Entries shown -
******************************

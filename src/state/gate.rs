use super::kind::OverlayKind;
use super::kind::OverlayKind::{
    BlessNotif, Blessing, ConstrNotif, Construction, Controls, Deployment, Investigation,
    LevelNotif, Pause, SetlClick, Settlement, Standard, Tutorial, Unit, Victory, Warning,
};

#[derive(Debug, Clone, Copy, PartialEq, Eq)]
pub enum ToggleRule {
    /// Open when closed, close when open, each side subject to its blockers.
    Gated,
    /// A second open while showing replaces the payload instead of closing.
    Coalescing,
    /// Opens once and stays for the rest of the session.
    Terminal,
}

/// Which showing overlays prevent `kind` from opening or closing.
#[derive(Debug, Clone, Copy, PartialEq, Eq)]
pub struct Gate {
    pub rule: ToggleRule,
    pub open_blockers: &'static [OverlayKind],
    pub close_blockers: &'static [OverlayKind],
}

const NONE: &[OverlayKind] = &[];

const STANDARD_OPEN: &[OverlayKind] = &[
    Tutorial,
    LevelNotif,
    ConstrNotif,
    BlessNotif,
    Deployment,
    Warning,
    Pause,
    Controls,
    Victory,
    Construction,
    Blessing,
];

const CONSTRUCTION_OPEN: &[OverlayKind] = &[
    Standard,
    Blessing,
    LevelNotif,
    ConstrNotif,
    BlessNotif,
    Warning,
    Deployment,
    Pause,
    Controls,
    Victory,
];

const BLESSING_OPEN: &[OverlayKind] = &[
    LevelNotif,
    ConstrNotif,
    BlessNotif,
    Deployment,
    Warning,
    Pause,
    Controls,
    Victory,
];

const SETTLEMENT_OPEN: &[OverlayKind] = &[
    Unit,
    Standard,
    SetlClick,
    Blessing,
    LevelNotif,
    ConstrNotif,
    Deployment,
    Warning,
    BlessNotif,
    Pause,
    Controls,
    Victory,
    Investigation,
];

const UNIT_OPEN: &[OverlayKind] = &[
    Settlement,
    Standard,
    SetlClick,
    Blessing,
    LevelNotif,
    ConstrNotif,
    Deployment,
    Warning,
    BlessNotif,
    Pause,
    Controls,
    Victory,
];

const DEPLOYMENT_OPEN: &[OverlayKind] = &[
    Warning,
    BlessNotif,
    ConstrNotif,
    LevelNotif,
    Pause,
    Controls,
    Victory,
];

// Shared by the settlement click and investigation overlays.
const MAP_PROMPT_OPEN: &[OverlayKind] = &[
    Standard,
    Construction,
    Blessing,
    Deployment,
    Tutorial,
    Warning,
    BlessNotif,
    ConstrNotif,
    LevelNotif,
    Pause,
    Controls,
    Victory,
];

const PAUSE_OPEN: &[OverlayKind] = &[Victory, Tutorial];
const CONTROLS_OPEN: &[OverlayKind] = &[Victory];

const STANDARD_CLOSE: &[OverlayKind] = &[Blessing];
const SETTLEMENT_CLOSE: &[OverlayKind] = &[Construction];
const UNIT_CLOSE: &[OverlayKind] = &[SetlClick, Investigation];
const PAUSE_CLOSE: &[OverlayKind] = &[Controls];

/// Overlays that stop the player from cycling through their settlements and units.
pub const ITERATION_BLOCKERS: &[OverlayKind] = &[
    Victory,
    Controls,
    Pause,
    Deployment,
    Warning,
    BlessNotif,
    ConstrNotif,
    LevelNotif,
    Blessing,
    Standard,
    Construction,
    SetlClick,
    Investigation,
];

pub fn gate(kind: OverlayKind) -> Gate {
    let (rule, open_blockers, close_blockers) = match kind {
        OverlayKind::Standard => (ToggleRule::Gated, STANDARD_OPEN, STANDARD_CLOSE),
        OverlayKind::Construction => (ToggleRule::Gated, CONSTRUCTION_OPEN, NONE),
        OverlayKind::Blessing => (ToggleRule::Gated, BLESSING_OPEN, NONE),
        OverlayKind::Settlement => (ToggleRule::Gated, SETTLEMENT_OPEN, SETTLEMENT_CLOSE),
        OverlayKind::Unit => (ToggleRule::Gated, UNIT_OPEN, UNIT_CLOSE),
        OverlayKind::Deployment => (ToggleRule::Gated, DEPLOYMENT_OPEN, NONE),
        OverlayKind::SetlClick | OverlayKind::Investigation => {
            (ToggleRule::Gated, MAP_PROMPT_OPEN, NONE)
        }
        OverlayKind::Pause => (ToggleRule::Gated, PAUSE_OPEN, PAUSE_CLOSE),
        OverlayKind::Controls => (ToggleRule::Gated, CONTROLS_OPEN, NONE),
        OverlayKind::Attack | OverlayKind::SetlAttack => (ToggleRule::Coalescing, NONE, NONE),
        OverlayKind::Victory => (ToggleRule::Terminal, NONE, NONE),
        OverlayKind::Tutorial
        | OverlayKind::Warning
        | OverlayKind::BlessNotif
        | OverlayKind::ConstrNotif
        | OverlayKind::LevelNotif
        | OverlayKind::SiegeNotif
        | OverlayKind::Elimination
        | OverlayKind::CloseToVictory
        | OverlayKind::Night => (ToggleRule::Gated, NONE, NONE),
    };
    Gate {
        rule,
        open_blockers,
        close_blockers,
    }
}

impl Gate {
    pub fn open_blocker(&self, is_showing: impl Fn(OverlayKind) -> bool) -> Option<OverlayKind> {
        first_showing(self.open_blockers, is_showing)
    }

    pub fn close_blocker(&self, is_showing: impl Fn(OverlayKind) -> bool) -> Option<OverlayKind> {
        first_showing(self.close_blockers, is_showing)
    }

    pub fn blocks_opening(&self, other: OverlayKind) -> bool {
        self.open_blockers.contains(&other)
    }
}

fn first_showing(
    candidates: &[OverlayKind],
    is_showing: impl Fn(OverlayKind) -> bool,
) -> Option<OverlayKind> {
    candidates.iter().copied().find(|kind| is_showing(*kind))
}

#[cfg(test)]
mod tests {
    use super::{ToggleRule, gate};
    use crate::state::kind::OverlayKind;

    #[test]
    fn no_kind_blocks_itself() {
        for kind in OverlayKind::ALL {
            assert!(!gate(kind).blocks_opening(kind), "{kind} blocks itself");
        }
    }

    #[test]
    fn settlement_and_unit_exclude_each_other() {
        assert!(gate(OverlayKind::Settlement).blocks_opening(OverlayKind::Unit));
        assert!(gate(OverlayKind::Unit).blocks_opening(OverlayKind::Settlement));
    }

    #[test]
    fn open_blocker_reports_first_showing_entry() {
        let showing = [OverlayKind::Victory, OverlayKind::Warning];
        let blocker = gate(OverlayKind::Standard).open_blocker(|kind| showing.contains(&kind));
        assert_eq!(blocker, Some(OverlayKind::Warning));
    }

    fn sorted(kinds: &[OverlayKind]) -> Vec<OverlayKind> {
        let mut kinds = kinds.to_vec();
        kinds.sort();
        kinds
    }

    #[test]
    fn blocker_table_matches_exclusion_model() {
        use OverlayKind::*;
        let map_prompt: &[OverlayKind] = &[
            Standard,
            Construction,
            Blessing,
            Deployment,
            Tutorial,
            Warning,
            BlessNotif,
            ConstrNotif,
            LevelNotif,
            Pause,
            Controls,
            Victory,
        ];
        let table: [(OverlayKind, &[OverlayKind], &[OverlayKind]); 11] = [
            (
                Standard,
                &[
                    Tutorial,
                    LevelNotif,
                    ConstrNotif,
                    BlessNotif,
                    Deployment,
                    Warning,
                    Pause,
                    Controls,
                    Victory,
                    Construction,
                    Blessing,
                ],
                &[Blessing],
            ),
            (
                Construction,
                &[
                    Standard,
                    Blessing,
                    LevelNotif,
                    ConstrNotif,
                    BlessNotif,
                    Warning,
                    Deployment,
                    Pause,
                    Controls,
                    Victory,
                ],
                &[],
            ),
            (
                Blessing,
                &[
                    LevelNotif,
                    ConstrNotif,
                    BlessNotif,
                    Deployment,
                    Warning,
                    Pause,
                    Controls,
                    Victory,
                ],
                &[],
            ),
            (
                Settlement,
                &[
                    Unit,
                    Standard,
                    SetlClick,
                    Blessing,
                    LevelNotif,
                    ConstrNotif,
                    Deployment,
                    Warning,
                    BlessNotif,
                    Pause,
                    Controls,
                    Victory,
                    Investigation,
                ],
                &[Construction],
            ),
            (
                Unit,
                &[
                    Settlement,
                    Standard,
                    SetlClick,
                    Blessing,
                    LevelNotif,
                    ConstrNotif,
                    Deployment,
                    Warning,
                    BlessNotif,
                    Pause,
                    Controls,
                    Victory,
                ],
                &[SetlClick, Investigation],
            ),
            (
                Deployment,
                &[
                    Warning,
                    BlessNotif,
                    ConstrNotif,
                    LevelNotif,
                    Pause,
                    Controls,
                    Victory,
                ],
                &[],
            ),
            (SetlClick, map_prompt, &[]),
            (Investigation, map_prompt, &[]),
            (Pause, &[Victory, Tutorial], &[Controls]),
            (Controls, &[Victory], &[]),
            (Attack, &[], &[]),
        ];

        for (kind, open, close) in table {
            let gate = gate(kind);
            assert_eq!(
                sorted(gate.open_blockers),
                sorted(open),
                "open blockers of {kind}"
            );
            assert_eq!(
                sorted(gate.close_blockers),
                sorted(close),
                "close blockers of {kind}"
            );
        }

        let listed: Vec<_> = table.iter().map(|(kind, _, _)| *kind).collect();
        for kind in OverlayKind::ALL {
            if !listed.contains(&kind) {
                let gate = gate(kind);
                assert!(gate.open_blockers.is_empty(), "{kind} has open blockers");
                assert!(gate.close_blockers.is_empty(), "{kind} has close blockers");
            }
        }
    }

    #[test]
    fn notifications_toggle_unconditionally() {
        for kind in [
            OverlayKind::Tutorial,
            OverlayKind::BlessNotif,
            OverlayKind::Night,
            OverlayKind::Elimination,
        ] {
            let gate = gate(kind);
            assert_eq!(gate.rule, ToggleRule::Gated);
            assert!(gate.open_blockers.is_empty());
            assert!(gate.close_blockers.is_empty());
        }
    }

    #[test]
    fn special_rules_are_assigned() {
        assert_eq!(gate(OverlayKind::Attack).rule, ToggleRule::Coalescing);
        assert_eq!(gate(OverlayKind::SetlAttack).rule, ToggleRule::Coalescing);
        assert_eq!(gate(OverlayKind::Victory).rule, ToggleRule::Terminal);
    }
}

******************************

About this task - Show all lines above holding the word "Terminal".

Task result -
    Terminal,
        OverlayKind::Victory => (ToggleRule::Terminal, NONE, NONE),
        assert_eq!(gate(OverlayKind::Victory).rule, ToggleRule::Terminal);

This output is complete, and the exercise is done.